SOURCE MATERIAL
*-*-*

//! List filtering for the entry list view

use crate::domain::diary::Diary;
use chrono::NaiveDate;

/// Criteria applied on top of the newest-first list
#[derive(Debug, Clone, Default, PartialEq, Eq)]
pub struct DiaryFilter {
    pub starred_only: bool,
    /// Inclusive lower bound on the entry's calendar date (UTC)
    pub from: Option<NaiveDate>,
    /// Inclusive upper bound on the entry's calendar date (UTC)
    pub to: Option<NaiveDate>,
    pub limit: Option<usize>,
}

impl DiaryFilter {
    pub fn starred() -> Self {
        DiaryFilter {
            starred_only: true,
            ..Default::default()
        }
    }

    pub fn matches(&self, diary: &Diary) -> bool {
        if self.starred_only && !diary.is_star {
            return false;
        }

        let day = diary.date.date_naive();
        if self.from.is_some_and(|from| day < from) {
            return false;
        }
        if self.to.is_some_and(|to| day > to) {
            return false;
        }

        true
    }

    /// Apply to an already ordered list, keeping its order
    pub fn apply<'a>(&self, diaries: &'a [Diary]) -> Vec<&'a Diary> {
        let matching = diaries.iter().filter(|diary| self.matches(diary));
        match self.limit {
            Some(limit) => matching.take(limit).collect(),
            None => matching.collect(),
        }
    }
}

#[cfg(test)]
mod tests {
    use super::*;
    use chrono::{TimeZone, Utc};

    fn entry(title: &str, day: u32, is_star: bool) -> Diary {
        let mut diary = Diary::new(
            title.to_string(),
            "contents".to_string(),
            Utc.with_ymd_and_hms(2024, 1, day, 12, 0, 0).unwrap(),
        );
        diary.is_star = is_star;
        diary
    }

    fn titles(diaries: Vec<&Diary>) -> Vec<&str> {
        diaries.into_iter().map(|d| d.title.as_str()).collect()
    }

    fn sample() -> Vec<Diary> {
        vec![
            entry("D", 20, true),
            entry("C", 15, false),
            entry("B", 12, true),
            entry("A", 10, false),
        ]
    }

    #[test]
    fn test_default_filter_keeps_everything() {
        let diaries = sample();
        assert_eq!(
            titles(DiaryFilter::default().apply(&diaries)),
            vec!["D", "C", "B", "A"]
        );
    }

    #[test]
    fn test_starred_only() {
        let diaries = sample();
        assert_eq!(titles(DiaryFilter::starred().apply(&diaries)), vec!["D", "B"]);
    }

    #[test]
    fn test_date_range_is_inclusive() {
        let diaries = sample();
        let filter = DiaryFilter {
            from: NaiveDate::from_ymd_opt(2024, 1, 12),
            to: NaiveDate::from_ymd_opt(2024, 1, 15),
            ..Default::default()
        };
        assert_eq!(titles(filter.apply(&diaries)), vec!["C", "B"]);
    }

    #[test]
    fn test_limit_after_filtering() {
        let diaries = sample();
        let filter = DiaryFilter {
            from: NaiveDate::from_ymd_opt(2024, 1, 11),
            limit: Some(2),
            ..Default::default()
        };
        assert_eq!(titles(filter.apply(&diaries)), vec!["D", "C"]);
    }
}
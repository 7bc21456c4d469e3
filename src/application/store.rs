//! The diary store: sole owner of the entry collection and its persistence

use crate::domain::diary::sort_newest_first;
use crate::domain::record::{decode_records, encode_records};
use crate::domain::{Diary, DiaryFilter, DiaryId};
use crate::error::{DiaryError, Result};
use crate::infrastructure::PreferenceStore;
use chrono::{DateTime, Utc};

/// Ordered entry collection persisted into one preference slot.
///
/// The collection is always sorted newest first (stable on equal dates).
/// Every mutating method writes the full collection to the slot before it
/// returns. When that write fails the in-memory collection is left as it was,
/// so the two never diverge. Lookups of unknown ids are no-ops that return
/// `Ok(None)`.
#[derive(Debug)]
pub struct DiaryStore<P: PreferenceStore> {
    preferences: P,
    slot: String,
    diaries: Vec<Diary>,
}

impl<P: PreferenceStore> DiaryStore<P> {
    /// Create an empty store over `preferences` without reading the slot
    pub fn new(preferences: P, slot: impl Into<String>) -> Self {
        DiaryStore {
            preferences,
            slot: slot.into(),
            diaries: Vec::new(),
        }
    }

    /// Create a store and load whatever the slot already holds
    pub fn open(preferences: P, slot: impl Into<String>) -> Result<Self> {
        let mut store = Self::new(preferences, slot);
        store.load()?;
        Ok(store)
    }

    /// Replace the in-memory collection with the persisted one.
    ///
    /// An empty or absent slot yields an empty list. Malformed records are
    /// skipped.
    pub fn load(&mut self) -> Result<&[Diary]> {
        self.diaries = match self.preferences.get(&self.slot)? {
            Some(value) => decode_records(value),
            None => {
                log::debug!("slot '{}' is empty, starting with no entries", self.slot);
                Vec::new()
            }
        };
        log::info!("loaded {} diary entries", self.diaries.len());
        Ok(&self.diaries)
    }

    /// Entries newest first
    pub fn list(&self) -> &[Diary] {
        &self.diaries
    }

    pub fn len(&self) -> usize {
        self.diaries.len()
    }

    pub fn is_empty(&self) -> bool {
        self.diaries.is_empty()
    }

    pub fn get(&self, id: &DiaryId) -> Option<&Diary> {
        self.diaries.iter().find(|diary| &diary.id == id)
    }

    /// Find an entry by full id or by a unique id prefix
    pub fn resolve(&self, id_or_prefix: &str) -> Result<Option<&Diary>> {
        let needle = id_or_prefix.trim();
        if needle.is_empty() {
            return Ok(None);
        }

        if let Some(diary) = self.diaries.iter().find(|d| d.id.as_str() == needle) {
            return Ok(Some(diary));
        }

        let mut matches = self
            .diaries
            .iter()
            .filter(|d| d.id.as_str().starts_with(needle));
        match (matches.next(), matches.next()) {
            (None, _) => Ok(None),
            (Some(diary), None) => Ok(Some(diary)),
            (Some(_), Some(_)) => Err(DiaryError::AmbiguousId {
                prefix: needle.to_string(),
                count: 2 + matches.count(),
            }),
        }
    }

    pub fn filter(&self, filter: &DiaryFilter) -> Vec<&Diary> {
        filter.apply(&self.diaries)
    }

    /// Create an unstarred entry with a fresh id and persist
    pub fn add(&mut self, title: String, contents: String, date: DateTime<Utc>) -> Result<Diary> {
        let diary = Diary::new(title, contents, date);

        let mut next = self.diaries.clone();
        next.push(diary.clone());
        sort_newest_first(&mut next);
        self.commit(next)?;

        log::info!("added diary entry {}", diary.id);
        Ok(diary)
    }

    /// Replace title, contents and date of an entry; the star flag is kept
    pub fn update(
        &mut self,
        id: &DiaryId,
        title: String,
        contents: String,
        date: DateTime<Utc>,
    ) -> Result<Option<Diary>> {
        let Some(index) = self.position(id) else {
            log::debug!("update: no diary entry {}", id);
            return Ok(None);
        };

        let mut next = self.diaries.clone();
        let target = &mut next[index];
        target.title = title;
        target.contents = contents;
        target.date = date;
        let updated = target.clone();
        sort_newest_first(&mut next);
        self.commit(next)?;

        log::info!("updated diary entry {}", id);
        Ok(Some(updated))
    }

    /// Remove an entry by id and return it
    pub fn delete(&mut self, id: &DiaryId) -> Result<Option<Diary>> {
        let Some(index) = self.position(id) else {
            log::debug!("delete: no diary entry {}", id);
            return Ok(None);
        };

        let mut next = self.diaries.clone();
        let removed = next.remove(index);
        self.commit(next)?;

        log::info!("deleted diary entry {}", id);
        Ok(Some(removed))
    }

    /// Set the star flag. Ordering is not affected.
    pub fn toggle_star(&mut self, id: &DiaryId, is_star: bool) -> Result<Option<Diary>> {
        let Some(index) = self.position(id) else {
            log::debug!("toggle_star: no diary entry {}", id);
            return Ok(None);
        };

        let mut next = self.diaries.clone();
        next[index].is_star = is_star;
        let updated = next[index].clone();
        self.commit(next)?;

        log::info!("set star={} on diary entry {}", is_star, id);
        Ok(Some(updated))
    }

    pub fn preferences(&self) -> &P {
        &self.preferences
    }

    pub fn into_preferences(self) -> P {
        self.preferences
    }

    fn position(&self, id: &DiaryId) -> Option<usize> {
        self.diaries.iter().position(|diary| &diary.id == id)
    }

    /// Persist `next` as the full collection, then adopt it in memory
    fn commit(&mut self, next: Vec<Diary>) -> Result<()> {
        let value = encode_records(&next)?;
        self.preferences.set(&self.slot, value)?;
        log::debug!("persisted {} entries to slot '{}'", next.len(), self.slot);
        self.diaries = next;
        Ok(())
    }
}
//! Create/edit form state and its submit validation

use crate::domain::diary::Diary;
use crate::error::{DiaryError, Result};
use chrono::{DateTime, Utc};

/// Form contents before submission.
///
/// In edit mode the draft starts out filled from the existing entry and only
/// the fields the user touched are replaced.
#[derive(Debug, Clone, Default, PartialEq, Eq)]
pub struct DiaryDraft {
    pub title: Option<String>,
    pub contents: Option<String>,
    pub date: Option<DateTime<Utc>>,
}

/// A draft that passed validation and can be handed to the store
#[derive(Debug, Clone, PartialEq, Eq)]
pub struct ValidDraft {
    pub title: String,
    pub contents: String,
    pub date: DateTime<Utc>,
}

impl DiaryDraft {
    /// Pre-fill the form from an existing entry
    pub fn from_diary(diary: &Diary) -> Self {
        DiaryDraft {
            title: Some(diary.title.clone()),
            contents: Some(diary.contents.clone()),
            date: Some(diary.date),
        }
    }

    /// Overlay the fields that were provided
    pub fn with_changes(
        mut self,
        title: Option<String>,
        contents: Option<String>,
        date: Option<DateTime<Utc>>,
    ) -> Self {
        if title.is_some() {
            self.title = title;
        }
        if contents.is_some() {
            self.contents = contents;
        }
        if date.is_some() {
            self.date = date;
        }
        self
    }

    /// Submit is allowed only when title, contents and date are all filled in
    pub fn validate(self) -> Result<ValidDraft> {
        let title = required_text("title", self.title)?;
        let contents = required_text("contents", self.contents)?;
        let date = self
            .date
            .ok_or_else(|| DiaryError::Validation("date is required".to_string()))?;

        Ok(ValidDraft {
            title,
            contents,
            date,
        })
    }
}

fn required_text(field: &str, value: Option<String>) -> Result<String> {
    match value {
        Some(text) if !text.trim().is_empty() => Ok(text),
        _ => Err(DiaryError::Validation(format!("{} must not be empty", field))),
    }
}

*-*-*

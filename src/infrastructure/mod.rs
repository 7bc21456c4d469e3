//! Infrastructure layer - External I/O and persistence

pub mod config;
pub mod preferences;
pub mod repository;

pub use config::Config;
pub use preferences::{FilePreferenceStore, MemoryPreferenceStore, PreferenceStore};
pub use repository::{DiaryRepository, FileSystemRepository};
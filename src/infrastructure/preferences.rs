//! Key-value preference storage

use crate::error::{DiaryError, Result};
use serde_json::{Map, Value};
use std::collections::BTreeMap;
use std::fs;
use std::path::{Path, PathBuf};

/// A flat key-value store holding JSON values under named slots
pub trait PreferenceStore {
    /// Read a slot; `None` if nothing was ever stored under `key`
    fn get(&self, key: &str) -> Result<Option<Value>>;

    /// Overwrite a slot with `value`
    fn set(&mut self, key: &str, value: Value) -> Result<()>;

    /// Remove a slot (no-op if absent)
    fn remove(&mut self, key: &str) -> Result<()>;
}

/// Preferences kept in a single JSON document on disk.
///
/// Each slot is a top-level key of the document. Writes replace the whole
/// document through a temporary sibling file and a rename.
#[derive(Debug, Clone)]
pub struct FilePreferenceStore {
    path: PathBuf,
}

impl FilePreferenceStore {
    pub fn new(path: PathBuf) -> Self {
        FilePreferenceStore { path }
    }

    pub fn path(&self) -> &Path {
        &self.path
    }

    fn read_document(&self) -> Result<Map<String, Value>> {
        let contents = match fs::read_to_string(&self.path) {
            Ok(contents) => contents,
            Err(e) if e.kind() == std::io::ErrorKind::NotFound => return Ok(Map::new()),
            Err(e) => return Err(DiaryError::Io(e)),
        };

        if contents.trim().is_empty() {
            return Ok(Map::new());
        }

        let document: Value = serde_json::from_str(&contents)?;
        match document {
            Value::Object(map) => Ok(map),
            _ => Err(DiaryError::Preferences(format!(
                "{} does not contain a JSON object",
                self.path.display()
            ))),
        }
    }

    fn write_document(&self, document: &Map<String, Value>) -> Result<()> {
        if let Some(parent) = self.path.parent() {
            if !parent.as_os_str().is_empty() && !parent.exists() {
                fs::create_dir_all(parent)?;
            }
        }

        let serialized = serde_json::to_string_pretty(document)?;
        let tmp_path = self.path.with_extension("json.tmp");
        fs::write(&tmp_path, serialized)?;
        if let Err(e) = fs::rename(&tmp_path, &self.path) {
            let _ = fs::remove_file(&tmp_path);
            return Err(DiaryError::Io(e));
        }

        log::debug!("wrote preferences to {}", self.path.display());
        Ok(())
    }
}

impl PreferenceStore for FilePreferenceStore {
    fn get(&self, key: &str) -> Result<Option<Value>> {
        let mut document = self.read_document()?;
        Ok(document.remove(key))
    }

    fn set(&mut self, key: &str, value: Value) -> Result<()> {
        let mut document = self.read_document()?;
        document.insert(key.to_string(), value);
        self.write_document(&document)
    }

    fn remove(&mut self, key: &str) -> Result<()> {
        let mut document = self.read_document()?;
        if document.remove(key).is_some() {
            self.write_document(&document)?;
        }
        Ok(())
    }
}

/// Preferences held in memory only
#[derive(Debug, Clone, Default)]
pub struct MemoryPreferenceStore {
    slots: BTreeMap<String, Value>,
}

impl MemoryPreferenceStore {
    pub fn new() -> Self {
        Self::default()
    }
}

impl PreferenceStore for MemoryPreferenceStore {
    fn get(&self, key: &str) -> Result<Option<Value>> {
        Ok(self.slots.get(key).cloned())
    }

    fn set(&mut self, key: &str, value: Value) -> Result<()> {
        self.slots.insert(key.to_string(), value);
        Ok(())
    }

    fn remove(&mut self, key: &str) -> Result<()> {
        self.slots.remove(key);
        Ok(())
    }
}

*-*-*

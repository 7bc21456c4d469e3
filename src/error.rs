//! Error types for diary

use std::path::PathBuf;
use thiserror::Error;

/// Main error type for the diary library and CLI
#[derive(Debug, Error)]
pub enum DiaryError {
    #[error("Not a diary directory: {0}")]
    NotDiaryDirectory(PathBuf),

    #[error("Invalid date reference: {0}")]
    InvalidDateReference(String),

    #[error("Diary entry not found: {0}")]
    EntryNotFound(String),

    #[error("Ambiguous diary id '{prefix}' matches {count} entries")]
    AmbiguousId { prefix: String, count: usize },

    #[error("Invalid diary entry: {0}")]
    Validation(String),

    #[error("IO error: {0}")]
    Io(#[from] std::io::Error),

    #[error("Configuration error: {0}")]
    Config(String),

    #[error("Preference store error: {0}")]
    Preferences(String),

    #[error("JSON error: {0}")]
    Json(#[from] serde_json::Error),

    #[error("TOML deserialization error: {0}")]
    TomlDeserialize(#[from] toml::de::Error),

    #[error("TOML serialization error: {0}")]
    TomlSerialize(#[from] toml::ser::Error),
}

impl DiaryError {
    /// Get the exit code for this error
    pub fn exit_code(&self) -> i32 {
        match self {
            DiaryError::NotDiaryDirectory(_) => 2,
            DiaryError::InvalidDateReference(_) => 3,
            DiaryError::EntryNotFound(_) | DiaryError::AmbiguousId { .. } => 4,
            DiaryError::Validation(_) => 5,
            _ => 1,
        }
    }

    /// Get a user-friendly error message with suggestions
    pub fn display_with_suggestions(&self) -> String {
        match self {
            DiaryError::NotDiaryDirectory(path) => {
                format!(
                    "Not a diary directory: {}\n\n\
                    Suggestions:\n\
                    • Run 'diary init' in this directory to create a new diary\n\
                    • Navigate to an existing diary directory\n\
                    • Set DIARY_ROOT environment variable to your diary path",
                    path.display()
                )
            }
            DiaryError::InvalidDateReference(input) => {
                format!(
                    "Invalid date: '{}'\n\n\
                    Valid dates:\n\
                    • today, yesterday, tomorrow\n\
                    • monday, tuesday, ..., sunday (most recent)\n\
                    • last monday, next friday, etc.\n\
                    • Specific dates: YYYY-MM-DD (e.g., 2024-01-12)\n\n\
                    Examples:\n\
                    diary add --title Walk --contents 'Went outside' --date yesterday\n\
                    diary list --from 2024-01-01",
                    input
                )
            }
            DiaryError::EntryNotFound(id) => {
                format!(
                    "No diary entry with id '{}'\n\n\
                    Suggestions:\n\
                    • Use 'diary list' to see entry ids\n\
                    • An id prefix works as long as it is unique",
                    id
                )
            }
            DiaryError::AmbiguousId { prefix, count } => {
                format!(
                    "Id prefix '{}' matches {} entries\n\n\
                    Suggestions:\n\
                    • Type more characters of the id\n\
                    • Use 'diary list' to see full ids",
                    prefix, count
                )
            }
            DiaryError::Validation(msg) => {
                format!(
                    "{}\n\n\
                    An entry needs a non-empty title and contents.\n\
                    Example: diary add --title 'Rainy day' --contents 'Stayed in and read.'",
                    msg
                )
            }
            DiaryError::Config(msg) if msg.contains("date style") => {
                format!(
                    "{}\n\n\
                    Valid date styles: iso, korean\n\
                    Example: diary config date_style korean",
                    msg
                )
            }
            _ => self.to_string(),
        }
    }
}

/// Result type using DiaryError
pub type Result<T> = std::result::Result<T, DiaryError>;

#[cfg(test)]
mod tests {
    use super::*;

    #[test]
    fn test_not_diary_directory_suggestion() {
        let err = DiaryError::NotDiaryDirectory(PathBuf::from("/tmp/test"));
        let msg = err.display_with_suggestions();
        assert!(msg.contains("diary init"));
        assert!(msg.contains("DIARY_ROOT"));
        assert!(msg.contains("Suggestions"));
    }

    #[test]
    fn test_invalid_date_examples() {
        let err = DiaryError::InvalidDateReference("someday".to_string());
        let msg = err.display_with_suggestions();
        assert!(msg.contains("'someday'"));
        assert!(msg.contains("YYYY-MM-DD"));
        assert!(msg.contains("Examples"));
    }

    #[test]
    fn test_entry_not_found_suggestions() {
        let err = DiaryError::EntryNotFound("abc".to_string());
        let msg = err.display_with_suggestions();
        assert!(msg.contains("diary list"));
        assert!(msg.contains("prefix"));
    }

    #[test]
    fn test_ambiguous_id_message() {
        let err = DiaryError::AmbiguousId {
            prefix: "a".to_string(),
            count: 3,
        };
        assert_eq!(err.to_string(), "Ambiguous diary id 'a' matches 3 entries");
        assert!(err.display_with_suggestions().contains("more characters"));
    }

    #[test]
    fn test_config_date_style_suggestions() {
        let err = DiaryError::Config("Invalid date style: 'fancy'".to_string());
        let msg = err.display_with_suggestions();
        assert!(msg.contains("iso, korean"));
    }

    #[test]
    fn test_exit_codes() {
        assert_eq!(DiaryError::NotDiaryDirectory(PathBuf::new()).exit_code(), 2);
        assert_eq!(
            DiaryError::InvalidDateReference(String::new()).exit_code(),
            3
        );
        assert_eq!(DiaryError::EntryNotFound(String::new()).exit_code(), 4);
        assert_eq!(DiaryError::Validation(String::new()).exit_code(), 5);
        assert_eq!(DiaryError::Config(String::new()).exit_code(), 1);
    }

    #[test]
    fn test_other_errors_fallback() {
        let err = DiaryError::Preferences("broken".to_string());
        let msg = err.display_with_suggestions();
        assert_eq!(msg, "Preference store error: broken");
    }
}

*-*-*

From the listing, tally every line with the word "NotDiaryDirectory" in it and give only the tally.

WRITTEN ANSWER
5